Türk filmlerine karşı hep önyargı beslerim. Kötü bir alışkanlık diyebilirsiniz. Yada kompleks. İkisi de değil aslında. Bir defa komedi seyredeceksem komik olsun isterim. Onun için para ödüyorum sinemaya. Fakat bugüne kadar seyrettiğim, ben komediyim diye ortaya çıkmış filmlerden tatmin olduğumu söylemem mümkün değil.
Mesela Kahpe Bizans… Büyük bir sükse ile çıkmıştı. O zaman da tıpkı G.O.R.A.’da olduğu gibi gidip gitmeme konusunda çok düşünmüş en sonunda arkadaşlara uyarak gitmiştim. Fakat film sırasında inanılmaz sıkıldığımı hala unutmadım.
Bakın onca reklama ve pazarlama taktiğine rağmen uzun süre gitmediğim ama yinede Cem Yılmaz olduğu için acaba dediğim G.O.R.A filminde de inanılmaz sıkıldım. Komedi unsuru olarak sadece küfür kullanılmasını eleştirmeyeceğim bile. Fakat bir komedi filminde yine sıkıldım ve keşke girmeseydim diye fil boyunca içimden yine geçirdim.
Biraz radikal olacak ama görsel efektlerinde filmi kurtaramadığını düşünüyorum. Yani komedi olmayan bir komedi filmi. Nihayet bir iki haftadan sonra boş salonlara oynamaya başlamış. Yeşil Çam’dan Hollywood olmasını beklemiyorum ama bu işi biraz daha kalitelendirmenin mutlaka yolu vardır.
**************************************************************************************
İngiliz takımları gibi hücum gücümüz var ama?
Müsiad’da oturuyoruz. Söz döndü dolaştı ve Konyaspor’a geldi. Lokman Koyuncuoğlu, “ Fenerbahçe’yi Türkiye’de yenecek üç takımdan birisiyiz.” diye bir değerlendirmede bulundu. Sebebini merak ettim elbet. “Niye, nerden çıkartıyorsun bu tahminleri?” dedim. Nedenleri sıralamaya başladı.
En önemli neden olaraksa Konyaspor’un uzun topla hücuma kalkması, buda rakip savunmayı bozması yani Konyaspor İngiliz takımları gibi hücuma kalkıyor” diye devam etti. E haliyle Manchester’dan 6 tane yemesini göz önüne alırsanız Lokman Koyuncuoğlu’nun yaptığı değerlendirmeyi haklı bulmamak olanaksız.
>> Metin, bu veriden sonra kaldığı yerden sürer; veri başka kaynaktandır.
//! Logging configuration.

use serde::{Deserialize, Serialize};

/// Logging and tracing configuration.
#[derive(Debug, Clone, Serialize, Deserialize)]
pub struct LoggingConfig {
    /// Log level: `"trace"`, `"debug"`, `"info"`, `"warn"`, `"error"`.
    #[serde(default = "default_level")]
    pub level: String,
    /// Log format: `"json"` or `"pretty"`.
    #[serde(default = "default_format")]
    pub format: String,
}

impl Default for LoggingConfig {
    fn default() -> Self {
        Self {
            level: default_level(),
            format: default_format(),
        }
    }
}

fn default_level() -> String {
    "info".to_string()
}

fn default_format() -> String {
    "json".to_string()
}
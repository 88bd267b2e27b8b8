//! Volatile job event store, job status tracking and admin summary.

pub mod store;
pub mod summary;

pub use store::{EventFilter, EventStore, JobStatus, JobStep, MAX_LIST_LIMIT};
pub use summary::{EventSummary, JobCounts};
Tam hak veriyordum ki Ömer ağabey lafa girdi “ İyide Lokman bizim takım İngiliz takımları gibi hücum yapıyor ama İngiliz takımları gibi savunma yapamıyor.”
İşte sorunu bulduk. Konyaspor hızlı hücuma kalkan, etkili ataklar yapan ve gol atabilen bir takım. Fakat defans ve kalecisi nedeniylede aynı hızla gol yiyebilen bir takım…
Devre arasından ümitliyim. Kim bilir belki İtalyan modeli bir takımla karşımıza çıkarlar bu sefer…
**************************************************************************************
Sübyan Başbakan’ıda çarptım.
Objektif programında Kadir Çelik; Selçuk Parsadan ve Osman Altuğ hocayı konuk ediyor. Parsadan ünlü dolandırıcı. Malum örtülü ödeneği bile çarpmış. Osman hocam Marmara Üniversitesi’nde meşhur bir ekonomist. Osman hoca soruyor “ Parsadan, Demirel’i dolandırdın mı hiç?”. Parsadan pişkinlikle yanıtlıyor. “Hocam o zaman daha sübyan başbakan, bir davetiye bastırdım. Davetiye Orduya hizmet etmiş askerlerle yardımlaşma derneği adına. Bunu Demirel’e 5 bin liraya satım. Bak derneğin imside ofsayt. Orduya hizmet etmemiş asker olur mu? Olmaz elbet. Fakat içinde asker geçen bir şey olduğunda ne diye sormazlar bile. Ben 5 bin liraya sattım davetiyeyi. O zamanın en lüks arabası Anadol 25 bin liraydı.”
Buraya bir yorum eklemeye gerek yok sanırım. Burası Türkiye. Beni hiçbir şey şaşırtmaz.